> _Work request_
Extract every line below, verbatim.

(Data items)
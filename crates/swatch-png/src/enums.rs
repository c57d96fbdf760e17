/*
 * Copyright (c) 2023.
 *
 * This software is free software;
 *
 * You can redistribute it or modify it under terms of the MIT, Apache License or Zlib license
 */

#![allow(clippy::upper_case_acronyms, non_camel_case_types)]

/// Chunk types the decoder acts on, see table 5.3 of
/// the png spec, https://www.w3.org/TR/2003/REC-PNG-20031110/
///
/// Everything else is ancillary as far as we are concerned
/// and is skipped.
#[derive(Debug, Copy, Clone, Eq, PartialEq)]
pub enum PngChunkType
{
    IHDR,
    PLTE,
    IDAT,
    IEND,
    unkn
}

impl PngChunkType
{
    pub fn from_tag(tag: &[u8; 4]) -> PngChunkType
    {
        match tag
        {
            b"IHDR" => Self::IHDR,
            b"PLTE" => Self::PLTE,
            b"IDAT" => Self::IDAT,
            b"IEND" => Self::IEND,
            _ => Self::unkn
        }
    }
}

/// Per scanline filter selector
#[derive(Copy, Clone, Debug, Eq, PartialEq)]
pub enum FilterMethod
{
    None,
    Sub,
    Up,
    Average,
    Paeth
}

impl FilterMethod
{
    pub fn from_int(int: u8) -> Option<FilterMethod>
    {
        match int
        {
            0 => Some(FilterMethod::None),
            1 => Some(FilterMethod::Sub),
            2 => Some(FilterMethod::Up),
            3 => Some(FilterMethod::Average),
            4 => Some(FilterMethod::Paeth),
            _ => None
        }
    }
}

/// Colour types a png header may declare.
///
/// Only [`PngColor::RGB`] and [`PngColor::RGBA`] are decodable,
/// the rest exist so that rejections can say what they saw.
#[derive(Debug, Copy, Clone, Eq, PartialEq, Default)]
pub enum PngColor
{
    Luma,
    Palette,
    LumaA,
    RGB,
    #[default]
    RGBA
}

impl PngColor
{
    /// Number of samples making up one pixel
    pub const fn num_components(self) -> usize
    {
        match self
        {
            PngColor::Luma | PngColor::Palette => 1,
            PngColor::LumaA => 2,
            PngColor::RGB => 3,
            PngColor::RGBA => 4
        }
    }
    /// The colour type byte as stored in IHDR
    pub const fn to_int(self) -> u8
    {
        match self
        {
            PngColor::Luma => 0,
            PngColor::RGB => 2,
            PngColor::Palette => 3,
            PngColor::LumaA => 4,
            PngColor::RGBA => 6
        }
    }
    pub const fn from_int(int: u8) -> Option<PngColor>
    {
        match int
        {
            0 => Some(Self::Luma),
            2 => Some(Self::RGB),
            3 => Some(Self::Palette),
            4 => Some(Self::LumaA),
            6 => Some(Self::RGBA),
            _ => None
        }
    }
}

> _Finished task_
filename crates/swatch-png/src/enums.rs
repository c57d96fbdf760e17
/*
 * Copyright (c) 2023.
 *
 * This software is free software;
 *
 * You can redistribute it or modify it under terms of the MIT, Apache License or Zlib license
 */

#![allow(clippy::upper_case_acronyms, non_camel_case_types)]

/// Chunk types the decoder acts on, see table 5.3 of
/// the png spec, https://www.w3.org/TR/2003/REC-PNG-20031110/
///
/// Everything else is ancillary as far as we are concerned
/// and is skipped.
#[derive(Debug, Copy, Clone, Eq, PartialEq)]
pub enum PngChunkType
{
    IHDR,
    PLTE,
    IDAT,
    IEND,
    unkn
}

impl PngChunkType
{
    pub fn from_tag(tag: &[u8; 4]) -> PngChunkType
    {
        match tag
        {
            b"IHDR" => Self::IHDR,
            b"PLTE" => Self::PLTE,
            b"IDAT" => Self::IDAT,
            b"IEND" => Self::IEND,
            _ => Self::unkn
        }
    }
}

/// Per scanline filter selector
#[derive(Copy, Clone, Debug, Eq, PartialEq)]
pub enum FilterMethod
{
    None,
    Sub,
    Up,
    Average,
    Paeth
}

impl FilterMethod
{
    pub fn from_int(int: u8) -> Option<FilterMethod>
    {
        match int
        {
            0 => Some(FilterMethod::None),
            1 => Some(FilterMethod::Sub),
            2 => Some(FilterMethod::Up),
            3 => Some(FilterMethod::Average),
            4 => Some(FilterMethod::Paeth),
            _ => None
        }
    }
}

/// Colour types a png header may declare.
///
/// Only [`PngColor::RGB`] and [`PngColor::RGBA`] are decodable,
/// the rest exist so that rejections can say what they saw.
#[derive(Debug, Copy, Clone, Eq, PartialEq, Default)]
pub enum PngColor
{
    Luma,
    Palette,
    LumaA,
    RGB,
    #[default]
    RGBA
}

impl PngColor
{
    /// Number of samples making up one pixel
    pub const fn num_components(self) -> usize
    {
        match self
        {
            PngColor::Luma | PngColor::Palette => 1,
            PngColor::LumaA => 2,
            PngColor::RGB => 3,
            PngColor::RGBA => 4
        }
    }
    /// The colour type byte as stored in IHDR
    pub const fn to_int(self) -> u8
    {
        match self
        {
            PngColor::Luma => 0,
            PngColor::RGB => 2,
            PngColor::Palette => 3,
            PngColor::LumaA => 4,
            PngColor::RGBA => 6
        }
    }
    pub const fn from_int(int: u8) -> Option<PngColor>
    {
        match int
        {
            0 => Some(Self::Luma),
            2 => Some(Self::RGB),
            3 => Some(Self::Palette),
            4 => Some(Self::LumaA),
            6 => Some(Self::RGBA),
            _ => None
        }
    }
}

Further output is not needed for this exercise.